真・祈りの巫女173
 神託の巫女が言葉を切ったあと、リョウは右手を神託の巫女に差し出した。
「話はだいたい判った。要するに、俺の魂の形を見て、俺が生まれたときに受けた誕生の予言と比べるってことだな。痛みも違和感もないし、無差別に頭の中を引っ掻き回す訳でもないらしい。それなら構わないからさっさとやってくれ」
 リョウのその態度には、神託の巫女の方が少し戸惑ってしまったようだった。ちょっと投げやりにも見えて、あたしはリョウが疲れてしまったのかと思って、少し心配になったの。だって、リョウはまだ身体の怪我が治ってないんだもん。そうして上半身を起こしているのだって、リョウの身体に負担をかけてるのかもしれないんだ。

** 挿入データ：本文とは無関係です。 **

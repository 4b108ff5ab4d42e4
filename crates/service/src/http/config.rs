//! Service configuration loaded from environment variables.

use std::env;

use anyhow::Result;

/// Runtime configuration for the scepd HTTP service.
#[derive(Debug, Clone)]
pub struct Config {
    /// `CA_ROOT`: filesystem path containing `ca.key`, `ca.pem`, `serial`.
    pub ca_root: String,
    /// `FORCE_DEGENERATE_FOR_SINGLE_CERT`: wrap single-cert GetCACert replies in degenerate CMS.
    pub force_degenerate_for_single_cert: bool,
    /// `CA_KEY_BITS`: RSA modulus size used only when bootstrapping a new CA.
    pub ca_key_bits: usize,
    /// `CA_COMMON_NAME`: subject CN used only when bootstrapping a new CA.
    pub ca_common_name: String,
    /// `CA_LIFETIME_DAYS`: validity period used only when bootstrapping a new CA.
    pub ca_lifetime_days: i64,
    /// `DEVICE_CERT_LIFETIME_DAYS`: validity period for every issued end-entity certificate.
    pub device_cert_lifetime_days: i64,
    /// `CHALLENGE`: shared secret devices must present via `challengePassword`. When unset,
    /// enrollment is permissive — any value (including absent) is accepted, which is logged at
    /// `warn` on every acceptance so operators cannot silently run an unauthenticated endpoint.
    pub challenge: Option<String>,
    /// `BIND_ADDR`: address the server listens on.
    pub bind_addr: String,
}

impl Config {
    pub fn from_env() -> Result<Self> {
        dotenvy::dotenv().ok();

        let ca_root = env::var("CA_ROOT").unwrap_or_else(|_| "./ca".to_string());

        let force_degenerate_for_single_cert = env::var("FORCE_DEGENERATE_FOR_SINGLE_CERT")
            .map(|v| v == "true" || v == "1")
            .unwrap_or(false);

        let ca_key_bits = env::var("CA_KEY_BITS")
            .ok()
            .and_then(|v| v.parse().ok())
            .unwrap_or(2048);

        let ca_common_name = env::var("CA_COMMON_NAME").unwrap_or_else(|_| "SCEP CA".to_string());

        let ca_lifetime_days = env::var("CA_LIFETIME_DAYS")
            .ok()
            .and_then(|v| v.parse().ok())
            .unwrap_or(3650);

        let device_cert_lifetime_days = env::var("DEVICE_CERT_LIFETIME_DAYS")
            .ok()
            .and_then(|v| v.parse().ok())
            .unwrap_or(365);

        let challenge = env::var("CHALLENGE").ok();
        if challenge.is_none() {
            tracing::warn!(
                "CHALLENGE is not configured; enrollment requests will be accepted regardless \
                of challengePassword (permissive mode)"
            );
        }

        let bind_addr = env::var("BIND_ADDR").unwrap_or_else(|_| "0.0.0.0:8080".to_string());

        Ok(Config {
            ca_root,
            force_degenerate_for_single_cert,
            ca_key_bits,
            ca_common_name,
            ca_lifetime_days,
            device_cert_lifetime_days,
            challenge,
            bind_addr,
        })
    }
}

「……判ったわ。それじゃ、少しのあいだ手に触れているから楽にしていて」
 そう言って、神託の巫女はリョウが差し出した右手を取った。
 神託の巫女は両手でリョウの右手を包み込んで、静かに目を閉じた。ほんの少し、まるで静電気を浴びた時のようにリョウが目を細めたけど、それもほんの一瞬のことであとはじっと神託の巫女の顔を見つめていたの。逆に、神託の巫女にはほとんど表情と呼べるものは現われなかった。いったいリョウから何を読み取ってるのかな。あたしは気になって、たぶんまわりのみんなも同じ気持ちだったんだろう。神託の巫女の集中を妨げないように誰もが無言で、呼吸をする音すら聞こえてこなかった。
 その沈黙の時間はかなり長いあいだ続いた。やっと、神託の巫女が大きく息をついて目を開けたとき、周りにいたみんなもいっせいに溜息をついたの。それになんだか笑いを誘われて、場の緊張が一気に解けていった。神託の巫女も笑顔を浮かべていた。
「協力してくれてありがとう、リョウ。おかげでいろいろ判ったわ」
「なにが判ったんだ?」
「ごめんなさい。今すぐには教えてあげられないの。これから守護の巫女や祈りの巫女と相談して、あとで祈りの巫女を通じて、すべてとは言わないけれど多少のことは聞かせてあげられると思うわ。少し別の場所で相談してきてもいいかしら」
「ああ、好きにしてくれ。……出て行くついでにミイを呼んでくれないか?」
 神託の巫女は請け合って、寝室を出てミイに声をかけたあと、あたしたちを玄関の外まで連れ出してしまったの。